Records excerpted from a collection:
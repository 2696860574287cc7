use crate::user::models::User;

pub fn cover_letter(user: &User, job_title: &str, company_name: &str, job_description: &str) -> String {
    let industry = user.industry_name().unwrap_or("Not specified");
    let experience = user
        .experience
        .map(|years| years.to_string())
        .unwrap_or_else(|| "Not specified".to_string());
    let skills = user.skills_list().unwrap_or_else(|| "Not specified".to_string());
    let background = user.bio.as_deref().unwrap_or("Not specified");

    format!(
        r#"Write a professional cover letter for a {job_title} position at {company_name}.

About the candidate:
- Industry: {industry}
- Years of Experience: {experience}
- Skills: {skills}
- Professional Background: {background}

Job Description:
{job_description}

Requirements:
1. Use a professional, enthusiastic tone
2. Highlight relevant skills and experience
3. Show understanding of the company's needs
4. Keep it concise (max 400 words)
5. Use proper business letter formatting in markdown
6. Include specific examples of achievements
7. Relate candidate's background to job requirements

Format the letter in markdown. Do not include any preamble or postscript."#
    )
}
use tracing::{debug, info};

use crate::clock;
use crate::errors::AppError;
use crate::keys::{self, RESUME_SK};
use crate::llm_client::TextGenerator;
use crate::resume::models::{ImprovedContent, Resume};
use crate::resume::prompts;
use crate::store::Store;
use crate::user::models::{User, FALLBACK_INDUSTRY};
use crate::user::service::require_user;

pub async fn get_resume(resumes: &Store<Resume>, user_id: &str) -> Result<Option<Resume>, AppError> {
    debug!("Fetching resume for user: {user_id}");
    let pk = keys::user_partition(user_id)?;
    Ok(resumes.get(&pk, &keys::fixed_sort_key(RESUME_SK)).await?)
}

/// Upsert on the fixed `RESUME` sort key. `createdAt` survives every later save.
pub async fn save_resume(
    resumes: &Store<Resume>,
    user_id: &str,
    content: String,
) -> Result<Resume, AppError> {
    if content.trim().is_empty() {
        return Err(AppError::Validation(
            "Resume content cannot be empty".to_string(),
        ));
    }

    let mut resume = match get_resume(resumes, user_id).await? {
        Some(existing) => {
            info!("Updating existing resume for user: {user_id}");
            existing
        }
        None => {
            info!("Creating new resume for user: {user_id}");
            Resume {
                pk: keys::user_partition(user_id)?,
                sk: keys::fixed_sort_key(RESUME_SK),
                ..Resume::default()
            }
        }
    };

    let now = clock::now();
    resume.created_at.get_or_insert_with(|| now.clone());
    resume.content = Some(content);
    resume.updated_at = Some(now);

    resumes.put(&resume).await?;
    Ok(resume)
}

/// Rewrites one resume section for the caller's industry.
pub async fn improve_section(
    users: &Store<User>,
    llm: &dyn TextGenerator,
    user_id: &str,
    current: &str,
    section_type: &str,
) -> Result<ImprovedContent, AppError> {
    if current.is_empty() {
        return Err(AppError::Validation("Current content is required".to_string()));
    }
    if section_type.is_empty() {
        return Err(AppError::Validation("Type is required".to_string()));
    }

    let user = require_user(users, user_id).await?;
    let industry = user.industry_name().unwrap_or(FALLBACK_INDUSTRY);
    info!("Improving resume section '{section_type}' for industry '{industry}'");

    let prompt = prompts::improve_section(section_type, industry, current);
    let improved_content = llm.generate(&prompt).await?;
    Ok(ImprovedContent { improved_content })
}
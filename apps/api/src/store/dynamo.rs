//! DynamoDB-backed `Table`.

use std::collections::HashMap;

use async_trait::async_trait;
use aws_sdk_dynamodb::error::DisplayErrorContext;
use aws_sdk_dynamodb::types::{AttributeValue, ReturnValue};
use aws_sdk_dynamodb::Client;
use tracing::error;

use super::{Item, StoreError, Table, PARTITION_KEY_ATTR};

#[derive(Clone)]
pub struct DynamoTable {
    client: Client,
}

impl DynamoTable {
    pub fn new(client: Client) -> Self {
        Self { client }
    }
}

fn backend_error<E>(operation: &'static str, err: E) -> StoreError
where
    E: std::error::Error,
{
    let message = DisplayErrorContext(err).to_string();
    error!("DynamoDB {operation} failed: {message}");
    StoreError::Backend { operation, message }
}

/// `SET #a0 = :v0, #a1 = :v1, ...` plus its placeholder maps.
fn set_expression(
    attributes: Item,
) -> (String, HashMap<String, String>, HashMap<String, AttributeValue>) {
    let mut clauses = Vec::with_capacity(attributes.len());
    let mut names = HashMap::new();
    let mut values = HashMap::new();
    for (i, (name, value)) in attributes.into_iter().enumerate() {
        clauses.push(format!("#a{i} = :v{i}"));
        names.insert(format!("#a{i}"), name);
        values.insert(format!(":v{i}"), value);
    }
    (format!("SET {}", clauses.join(", ")), names, values)
}

#[async_trait]
impl Table for DynamoTable {
    async fn get_item(&self, table: &str, key: Item) -> Result<Option<Item>, StoreError> {
        let output = self
            .client
            .get_item()
            .table_name(table)
            .set_key(Some(key))
            .send()
            .await
            .map_err(|e| backend_error("fetch", e))?;
        Ok(output.item)
    }

    async fn put_item(&self, table: &str, item: Item) -> Result<(), StoreError> {
        self.client
            .put_item()
            .table_name(table)
            .set_item(Some(item))
            .send()
            .await
            .map_err(|e| backend_error("save", e))?;
        Ok(())
    }

    async fn update_item(
        &self,
        table: &str,
        key: Item,
        attributes: Item,
    ) -> Result<Item, StoreError> {
        let mut request = self
            .client
            .update_item()
            .table_name(table)
            .set_key(Some(key))
            .return_values(ReturnValue::AllNew);

        if !attributes.is_empty() {
            let (expression, names, values) = set_expression(attributes);
            request = request
                .update_expression(expression)
                .set_expression_attribute_names(Some(names))
                .set_expression_attribute_values(Some(values));
        }

        let output = request
            .send()
            .await
            .map_err(|e| backend_error("update", e))?;
        Ok(output.attributes.unwrap_or_default())
    }

    async fn query_partition(
        &self,
        table: &str,
        partition_key: &str,
    ) -> Result<Vec<Item>, StoreError> {
        let mut items = Vec::new();
        let mut start_key: Option<Item> = None;
        loop {
            let output = self
                .client
                .query()
                .table_name(table)
                .key_condition_expression("#pk = :pk")
                .expression_attribute_names("#pk", PARTITION_KEY_ATTR)
                .expression_attribute_values(":pk", AttributeValue::S(partition_key.to_string()))
                .set_exclusive_start_key(start_key.take())
                .send()
                .await
                .map_err(|e| backend_error("query", e))?;

            items.extend(output.items.unwrap_or_default());
            match output.last_evaluated_key {
                Some(key) if !key.is_empty() => start_key = Some(key),
                _ => break,
            }
        }
        Ok(items)
    }

    async fn scan(&self, table: &str) -> Result<Vec<Item>, StoreError> {
        let mut items = Vec::new();
        let mut start_key: Option<Item> = None;
        loop {
            let output = self
                .client
                .scan()
                .table_name(table)
                .set_exclusive_start_key(start_key.take())
                .send()
                .await
                .map_err(|e| backend_error("scan", e))?;

            items.extend(output.items.unwrap_or_default());
            match output.last_evaluated_key {
                Some(key) if !key.is_empty() => start_key = Some(key),
                _ => break,
            }
        }
        Ok(items)
    }

    async fn delete_item(&self, table: &str, key: Item) -> Result<Option<Item>, StoreError> {
        let output = self
            .client
            .delete_item()
            .table_name(table)
            .set_key(Some(key))
            .return_values(ReturnValue::AllOld)
            .send()
            .await
            .map_err(|e| backend_error("delete", e))?;
        Ok(output.attributes.filter(|item| !item.is_empty()))
    }
}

### Exercise details
Every line above must be repeated exactly as it appears.

### Expected answer
repository 2696860574287cc7
use crate::user::models::User;

pub fn cover_letter(user: &User, job_title: &str, company_name: &str, job_description: &str) -> String {
    let industry = user.industry_name().unwrap_or("Not specified");
    let experience = user
        .experience
        .map(|years| years.to_string())
        .unwrap_or_else(|| "Not specified".to_string());
    let skills = user.skills_list().unwrap_or_else(|| "Not specified".to_string());
    let background = user.bio.as_deref().unwrap_or("Not specified");

    format!(
        r#"Write a professional cover letter for a {job_title} position at {company_name}.

About the candidate:
- Industry: {industry}
- Years of Experience: {experience}
- Skills: {skills}
- Professional Background: {background}

Job Description:
{job_description}

Requirements:
1. Use a professional, enthusiastic tone
2. Highlight relevant skills and experience
3. Show understanding of the company's needs
4. Keep it concise (max 400 words)
5. Use proper business letter formatting in markdown
6. Include specific examples of achievements
7. Relate candidate's background to job requirements

Format the letter in markdown. Do not include any preamble or postscript."#
    )
}
use tracing::{debug, info};

use crate::clock;
use crate::errors::AppError;
use crate::keys::{self, RESUME_SK};
use crate::llm_client::TextGenerator;
use crate::resume::models::{ImprovedContent, Resume};
use crate::resume::prompts;
use crate::store::Store;
use crate::user::models::{User, FALLBACK_INDUSTRY};
use crate::user::service::require_user;

pub async fn get_resume(resumes: &Store<Resume>, user_id: &str) -> Result<Option<Resume>, AppError> {
    debug!("Fetching resume for user: {user_id}");
    let pk = keys::user_partition(user_id)?;
    Ok(resumes.get(&pk, &keys::fixed_sort_key(RESUME_SK)).await?)
}

/// Upsert on the fixed `RESUME` sort key. `createdAt` survives every later save.
pub async fn save_resume(
    resumes: &Store<Resume>,
    user_id: &str,
    content: String,
) -> Result<Resume, AppError> {
    if content.trim().is_empty() {
        return Err(AppError::Validation(
            "Resume content cannot be empty".to_string(),
        ));
    }

    let mut resume = match get_resume(resumes, user_id).await? {
        Some(existing) => {
            info!("Updating existing resume for user: {user_id}");
            existing
        }
        None => {
            info!("Creating new resume for user: {user_id}");
            Resume {
                pk: keys::user_partition(user_id)?,
                sk: keys::fixed_sort_key(RESUME_SK),
                ..Resume::default()
            }
        }
    };

    let now = clock::now();
    resume.created_at.get_or_insert_with(|| now.clone());
    resume.content = Some(content);
    resume.updated_at = Some(now);

    resumes.put(&resume).await?;
    Ok(resume)
}

/// Rewrites one resume section for the caller's industry.
pub async fn improve_section(
    users: &Store<User>,
    llm: &dyn TextGenerator,
    user_id: &str,
    current: &str,
    section_type: &str,
) -> Result<ImprovedContent, AppError> {
    if current.is_empty() {
        return Err(AppError::Validation("Current content is required".to_string()));
    }
    if section_type.is_empty() {
        return Err(AppError::Validation("Type is required".to_string()));
    }

    let user = require_user(users, user_id).await?;
    let industry = user.industry_name().unwrap_or(FALLBACK_INDUSTRY);
    info!("Improving resume section '{section_type}' for industry '{industry}'");

    let prompt = prompts::improve_section(section_type, industry, current);
    let improved_content = llm.generate(&prompt).await?;
    Ok(ImprovedContent { improved_content })
}
filename apps/api/src/store/dynamo.rs
//! DynamoDB-backed `Table`.

use std::collections::HashMap;

use async_trait::async_trait;
use aws_sdk_dynamodb::error::DisplayErrorContext;
use aws_sdk_dynamodb::types::{AttributeValue, ReturnValue};
use aws_sdk_dynamodb::Client;
use tracing::error;

use super::{Item, StoreError, Table, PARTITION_KEY_ATTR};

#[derive(Clone)]
pub struct DynamoTable {
    client: Client,
}

impl DynamoTable {
    pub fn new(client: Client) -> Self {
        Self { client }
    }
}

fn backend_error<E>(operation: &'static str, err: E) -> StoreError
where
    E: std::error::Error,
{
    let message = DisplayErrorContext(err).to_string();
    error!("DynamoDB {operation} failed: {message}");
    StoreError::Backend { operation, message }
}

/// `SET #a0 = :v0, #a1 = :v1, ...` plus its placeholder maps.
fn set_expression(
    attributes: Item,
) -> (String, HashMap<String, String>, HashMap<String, AttributeValue>) {
    let mut clauses = Vec::with_capacity(attributes.len());
    let mut names = HashMap::new();
    let mut values = HashMap::new();
    for (i, (name, value)) in attributes.into_iter().enumerate() {
        clauses.push(format!("#a{i} = :v{i}"));
        names.insert(format!("#a{i}"), name);
        values.insert(format!(":v{i}"), value);
    }
    (format!("SET {}", clauses.join(", ")), names, values)
}

#[async_trait]
impl Table for DynamoTable {
    async fn get_item(&self, table: &str, key: Item) -> Result<Option<Item>, StoreError> {
        let output = self
            .client
            .get_item()
            .table_name(table)
            .set_key(Some(key))
            .send()
            .await
            .map_err(|e| backend_error("fetch", e))?;
        Ok(output.item)
    }

    async fn put_item(&self, table: &str, item: Item) -> Result<(), StoreError> {
        self.client
            .put_item()
            .table_name(table)
            .set_item(Some(item))
            .send()
            .await
            .map_err(|e| backend_error("save", e))?;
        Ok(())
    }

    async fn update_item(
        &self,
        table: &str,
        key: Item,
        attributes: Item,
    ) -> Result<Item, StoreError> {
        let mut request = self
            .client
            .update_item()
            .table_name(table)
            .set_key(Some(key))
            .return_values(ReturnValue::AllNew);

        if !attributes.is_empty() {
            let (expression, names, values) = set_expression(attributes);
            request = request
                .update_expression(expression)
                .set_expression_attribute_names(Some(names))
                .set_expression_attribute_values(Some(values));
        }

        let output = request
            .send()
            .await
            .map_err(|e| backend_error("update", e))?;
        Ok(output.attributes.unwrap_or_default())
    }

    async fn query_partition(
        &self,
        table: &str,
        partition_key: &str,
    ) -> Result<Vec<Item>, StoreError> {
        let mut items = Vec::new();
        let mut start_key: Option<Item> = None;
        loop {
            let output = self
                .client
                .query()
                .table_name(table)
                .key_condition_expression("#pk = :pk")
                .expression_attribute_names("#pk", PARTITION_KEY_ATTR)
                .expression_attribute_values(":pk", AttributeValue::S(partition_key.to_string()))
                .set_exclusive_start_key(start_key.take())
                .send()
                .await
                .map_err(|e| backend_error("query", e))?;

            items.extend(output.items.unwrap_or_default());
            match output.last_evaluated_key {
                Some(key) if !key.is_empty() => start_key = Some(key),
                _ => break,
            }
        }
        Ok(items)
    }

    async fn scan(&self, table: &str) -> Result<Vec<Item>, StoreError> {
        let mut items = Vec::new();
        let mut start_key: Option<Item> = None;
        loop {
            let output = self
                .client
                .scan()
                .table_name(table)
                .set_exclusive_start_key(start_key.take())
                .send()
                .await
                .map_err(|e| backend_error("scan", e))?;

            items.extend(output.items.unwrap_or_default());
            match output.last_evaluated_key {
                Some(key) if !key.is_empty() => start_key = Some(key),
                _ => break,
            }
        }
        Ok(items)
    }

    async fn delete_item(&self, table: &str, key: Item) -> Result<Option<Item>, StoreError> {
        let output = self
            .client
            .delete_item()
            .table_name(table)
            .set_key(Some(key))
            .return_values(ReturnValue::AllOld)
            .send()
            .await
            .map_err(|e| backend_error("delete", e))?;
        Ok(output.attributes.filter(|item| !item.is_empty()))
    }
}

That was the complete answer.